> Instructions for the task
Starting with the line that has "the stats log", retype each line down to the end of the entries below, without leaving any out or adding any.

> Material for the task

↓

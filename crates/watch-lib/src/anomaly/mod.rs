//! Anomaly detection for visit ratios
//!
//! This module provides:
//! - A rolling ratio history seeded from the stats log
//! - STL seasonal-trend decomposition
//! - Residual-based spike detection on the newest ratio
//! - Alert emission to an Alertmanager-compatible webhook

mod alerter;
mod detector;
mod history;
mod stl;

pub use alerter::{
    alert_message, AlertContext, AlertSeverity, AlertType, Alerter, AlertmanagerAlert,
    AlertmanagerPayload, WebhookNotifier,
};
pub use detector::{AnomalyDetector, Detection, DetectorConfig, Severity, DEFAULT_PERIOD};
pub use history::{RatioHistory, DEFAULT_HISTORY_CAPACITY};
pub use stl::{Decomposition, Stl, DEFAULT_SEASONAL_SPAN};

↑

> Finished exercise
//! - A rolling ratio history seeded from the stats log
//! - STL seasonal-trend decomposition
//! - Residual-based spike detection on the newest ratio
//! - Alert emission to an Alertmanager-compatible webhook

mod alerter;
mod detector;
mod history;
mod stl;

pub use alerter::{
    alert_message, AlertContext, AlertSeverity, AlertType, Alerter, AlertmanagerAlert,
    AlertmanagerPayload, WebhookNotifier,
};
pub use detector::{AnomalyDetector, Detection, DetectorConfig, Severity, DEFAULT_PERIOD};
pub use history::{RatioHistory, DEFAULT_HISTORY_CAPACITY};
pub use stl::{Decomposition, Stl, DEFAULT_SEASONAL_SPAN};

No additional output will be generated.